In 2021, Smart co-starred in the romantic comedy film Senior Moment with William Shatner and Christopher Lloyd. In 2022, she played Peg, the grandmother of Kiernan Shipka's character Bea Johnson, in Wildflower. In 2022, Smart appeared in Damien Chazelle's 1920s period comedy-drama film Babylon as gossip columnist Elinor St. John. On September 28, 2024, she hosted the season 50 premiere episode of Saturday Night Live. Zach Vasquez of The Guardian wrote of her hosting duties, "Smart is no slouch – a great dramatic and comedic actor of stage and screen, she nails her monologue, delivering jokes like the pro comic she plays on Hacks, before singing a rendition of Cole Porter’s "I Happen to Like New York."

Smart had a cameo role in the eighth episode of The Studio, which premiered on May 6, 2025.

Smart returned to Broadway in June 2025 in the one-woman play Call Me Izzy written by Jamie Wax at Studio 54.

==Personal life==
=== Marriages and family ===
In 1974, Smart married John W. Norwalk, a Lieutenant in the U.S. Marine Corps. They later divorced.

Smart was married to actor Richard Gilliland for 33 years until his death in March 2021 after a brief illness. They met while working on the set of Designing Women (1986–93), where he played J.D. Shackelford, the boyfriend of Annie Potts's character, Mary Jo Shively. Smart also worked with her husband in season five of 24; he played Captain Stan Cotter in one episode, while she starred in the main cast role of First Lady Martha Logan.

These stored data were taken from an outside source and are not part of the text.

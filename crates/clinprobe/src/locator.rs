//! Element locator: logical references resolved to live elements.
//!
//! A [`LocatorSpec`] names *how* to find an element (id, XPath, class name,
//! CSS selector or link text) and *what* to look for. Resolution polls the
//! page through a [`PageDriver`] until a match is ready or the
//! [`WaitPolicy`] runs out.

use std::fmt;
use std::str::FromStr;

use tokio::time::{sleep, Instant};

use crate::driver::{ElementHandle, PageDriver};
use crate::result::{ProbeError, ProbeResult};
use crate::wait::WaitPolicy;

/// Strategy used to find an element
#[derive(Debug, Clone, Copy, PartialEq, Eq, Hash)]
pub enum LocatorKind {
    /// Element id attribute
    Id,
    /// XPath expression
    XPath,
    /// Single CSS class name
    ClassName,
    /// CSS selector
    CssSelector,
    /// Exact visible text of a link
    LinkText,
}

impl LocatorKind {
    /// Every supported kind
    pub const ALL: [Self; 5] = [
        Self::Id,
        Self::XPath,
        Self::ClassName,
        Self::CssSelector,
        Self::LinkText,
    ];

    /// Name used in configuration and logs
    #[must_use]
    pub const fn as_str(&self) -> &'static str {
        match self {
            Self::Id => "id",
            Self::XPath => "xpath",
            Self::ClassName => "class_name",
            Self::CssSelector => "css_selector",
            Self::LinkText => "link_text",
        }
    }
}

impl FromStr for LocatorKind {
    type Err = ProbeError;

    fn from_str(s: &str) -> Result<Self, Self::Err> {
        Self::ALL
            .into_iter()
            .find(|kind| kind.as_str() == s)
            .ok_or_else(|| ProbeError::UnsupportedLocatorKind {
                kind: s.to_string(),
            })
    }
}

impl fmt::Display for LocatorKind {
    fn fmt(&self, f: &mut fmt::Formatter<'_>) -> fmt::Result {
        f.write_str(self.as_str())
    }
}

/// Logical reference to one or more elements
#[derive(Debug, Clone, PartialEq, Eq, Hash)]
pub struct LocatorSpec {
    kind: LocatorKind,
    value: String,
}

impl LocatorSpec {
    /// Create a locator from a kind and a value
    #[must_use]
    pub fn new(kind: LocatorKind, value: impl Into<String>) -> Self {
        Self {
            kind,
            value: value.into(),
        }
    }

    /// Parse the kind from its string name
    ///
    /// # Errors
    ///
    /// Returns `UnsupportedLocatorKind` for names outside the supported set
    pub fn parse(kind: &str, value: impl Into<String>) -> ProbeResult<Self> {
        Ok(Self::new(kind.parse()?, value))
    }

    /// Locate by id
    #[must_use]
    pub fn id(value: impl Into<String>) -> Self {
        Self::new(LocatorKind::Id, value)
    }

    /// Locate by XPath
    #[must_use]
    pub fn xpath(value: impl Into<String>) -> Self {
        Self::new(LocatorKind::XPath, value)
    }

    /// Locate by class name
    #[must_use]
    pub fn class_name(value: impl Into<String>) -> Self {
        Self::new(LocatorKind::ClassName, value)
    }

    /// Locate by CSS selector
    #[must_use]
    pub fn css(value: impl Into<String>) -> Self {
        Self::new(LocatorKind::CssSelector, value)
    }

    /// Locate a link by its text
    #[must_use]
    pub fn link_text(value: impl Into<String>) -> Self {
        Self::new(LocatorKind::LinkText, value)
    }

    /// Locator strategy
    #[must_use]
    pub const fn kind(&self) -> LocatorKind {
        self.kind
    }

    /// Locator value
    #[must_use]
    pub fn value(&self) -> &str {
        &self.value
    }
}

impl fmt::Display for LocatorSpec {
    fn fmt(&self, f: &mut fmt::Formatter<'_>) -> fmt::Result {
        write!(f, "{}={}", self.kind, self.value)
    }
}

/// What a match must satisfy before resolution succeeds
#[derive(Debug, Clone, Copy, PartialEq, Eq, Default)]
pub enum Readiness {
    /// Element exists in the document
    Present,
    /// Element is visible and enabled
    #[default]
    Interactable,
}

impl Readiness {
    fn accepts(self, element: &ElementHandle) -> bool {
        match self {
            Self::Present => true,
            Self::Interactable => element.is_interactable(),
        }
    }
}

/// Poll until at least one element matching `spec` satisfies `readiness`.
///
/// Returns every ready match in document order. Query faults during a tick
/// count as "no match yet".
///
/// # Errors
///
/// `LocatorNotFound` if nothing matched during the whole wait,
/// `LocatorTimeout` if matches existed but never became ready.
pub async fn locate_all(
    driver: &dyn PageDriver,
    spec: &LocatorSpec,
    policy: &WaitPolicy,
    readiness: Readiness,
) -> ProbeResult<Vec<ElementHandle>> {
    resolve(policy, spec, readiness, || driver.query_all(spec)).await
}

/// Like [`locate_all`] but returns only the first match
///
/// # Errors
///
/// Same as [`locate_all`]
pub async fn locate(
    driver: &dyn PageDriver,
    spec: &LocatorSpec,
    policy: &WaitPolicy,
    readiness: Readiness,
) -> ProbeResult<ElementHandle> {
    let mut matches = locate_all(driver, spec, policy, readiness).await?;
    Ok(matches.swap_remove(0))
}

/// Resolve `spec` relative to `parent` instead of the whole document
///
/// # Errors
///
/// Same as [`locate_all`]
pub async fn locate_within(
    driver: &dyn PageDriver,
    parent: &ElementHandle,
    spec: &LocatorSpec,
    policy: &WaitPolicy,
) -> ProbeResult<Vec<ElementHandle>> {
    resolve(policy, spec, Readiness::Present, || {
        driver.query_within(parent, spec)
    })
    .await
}

async fn resolve<F, Fut>(
    policy: &WaitPolicy,
    spec: &LocatorSpec,
    readiness: Readiness,
    mut query: F,
) -> ProbeResult<Vec<ElementHandle>>
where
    F: FnMut() -> Fut,
    Fut: std::future::Future<Output = ProbeResult<Vec<ElementHandle>>>,
{
    let start = Instant::now();
    let mut seen = false;

    loop {
        match query().await {
            Ok(matches) => {
                seen |= !matches.is_empty();
                let ready: Vec<ElementHandle> = matches
                    .into_iter()
                    .filter(|e| readiness.accepts(e))
                    .collect();
                if !ready.is_empty() {
                    return Ok(ready);
                }
            }
            Err(err) => tracing::debug!(locator = %spec, error = %err, "query failed"),
        }

        if start.elapsed() >= policy.timeout() {
            break;
        }
        sleep(policy.poll_interval()).await;
    }

    let waited = start.elapsed();
    let locator = spec.to_string();
    if seen {
        Err(ProbeError::LocatorTimeout { locator, waited })
    } else {
        Err(ProbeError::LocatorNotFound { locator, waited })
    }
}
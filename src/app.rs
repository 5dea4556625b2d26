//! Process plumbing for the binary: exit statuses, logging and config hints.

use retriable_call::config::{ConfigError, field};
use tracing::Level;
use tracing_subscriber::EnvFilter;

/// Exit statuses of `retriable-call`.
pub mod exit_code {
    use std::process::ExitCode;

    const DELIVERY_FAILED: u8 = 2;
    /// 128 + SIGINT, the status shells report for an interrupted command.
    const INTERRUPTED: u8 = 130;

    /// The response was delivered, or `init` wrote its template.
    pub const SUCCESS: ExitCode = ExitCode::SUCCESS;

    /// Arguments or config file were rejected; nothing was sent.
    pub const CONFIG_ERROR: ExitCode = ExitCode::FAILURE;

    /// The call settled with a fatal error or ran out of retries.
    pub fn runtime_error() -> ExitCode {
        ExitCode::from(DELIVERY_FAILED)
    }

    /// The call was cancelled by Ctrl+C or SIGTERM.
    pub fn cancelled() -> ExitCode {
        ExitCode::from(INTERRUPTED)
    }
}

/// Returns a follow-up hint for errors the user can fix in an obvious way.
fn config_hint(error: &ConfigError) -> Option<&'static str> {
    match error {
        ConfigError::MissingRequired { field: f, .. } if *f == field::URL => {
            Some("Run 'retriable-call init' to generate a configuration template.")
        }
        ConfigError::ConflictingBody { .. } => {
            Some("Give the body inline or as a file, not both.")
        }
        ConfigError::InvalidHeader { .. } => {
            Some("Example: --header Content-Type=application/json")
        }
        ConfigError::InvalidRetry(_) => {
            Some("Example: --retry-intervals 10,300,1200 (seconds), or --no-retry.")
        }
        _ => None,
    }
}

/// Prints the hint for `error` to stderr, if it has one.
pub fn print_config_hint(error: &ConfigError) {
    if let Some(hint) = config_hint(error) {
        eprintln!("\n{hint}");
    }
}

/// Installs the global subscriber. `RUST_LOG` overrides `--verbose`.
pub fn setup_tracing(verbose: bool) {
    let default_level = if verbose { Level::DEBUG } else { Level::INFO };
    let filter = EnvFilter::builder()
        .with_default_directive(default_level.into())
        .from_env_lossy();

    // Stdout carries the response body.
    tracing_subscriber::fmt()
        .with_env_filter(filter)
        .with_target(false)
        .with_writer(std::io::stderr)
        .init();
}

They have two sons; they had their first child in 1989 and adopted their second in 2009. In a 2025 interview, Smart mentioned that she had a boyfriend, whom she called "a wonderful actor" without stating his name. Later, in 2026, Smart was seen with actor Joe Pacheco at the 83rd Golden Globes, and thanked him in her speech for her win for Best Actress – Television Series Musical or Comedy for Hacks.

=== Health ===
In February 2023, Smart underwent triple bypass heart surgery at Cedars-Sinai after feeling discomfort while shooting the third season of Hacks. Coincidentally, Hacks co-creator Paul W. Downs was accompanying his mother at the same hospital Smart was admitted, and accompanied Smart as she consulted with doctors before deciding to have surgery.

==Acting credits and accolades==

She is the recipient of numerous awards, including eight Primetime Emmy Awards and nominations for a Tony Award and Grammy Award. Smart has been nominated for fourteen Primetime Emmy Awards for her work in television, winning eight times: twice for her comedic performance in a guest-starring role in Frasier (2000, 2001), once for her performance in Samantha Who? (2008), and five times for her performance in Hacks (2021, 2022, 2024, 2025, 2026). She was also nominated for the Tony Award for Best Actress in a Play for her performance in the Broadway revival of the George S. Kaufman play The Man Who Came to Dinner (2001). In 2016, Smart was nominated for the Grammy Award for Best Spoken Word Album for Patience and Sarah.

In 2000, she earned an Independent Spirit Award nomination for Guinevere and in 2007, she earned a Screen Actors Guild Award nomination along with the ensemble cast of the drama series 24. Smart consecutively won the Critics' Choice Television Award for Best Actress in a Comedy Series for Hacks in 2022 and 2023, and then once again in 2025. Smart is the most awarded performer at the Critics' Choice Television Awards, with five wins from six nominations. Smart is only the second actress, after Betty White, to win all three comedy Emmy nominations – comedy lead, supporting, and guest categories. She is also the first actress to win an Emmy for every season of a series that lasted more than two seasons (with Hacks), and with eight Emmys, has tied the record for most Emmy wins for acting.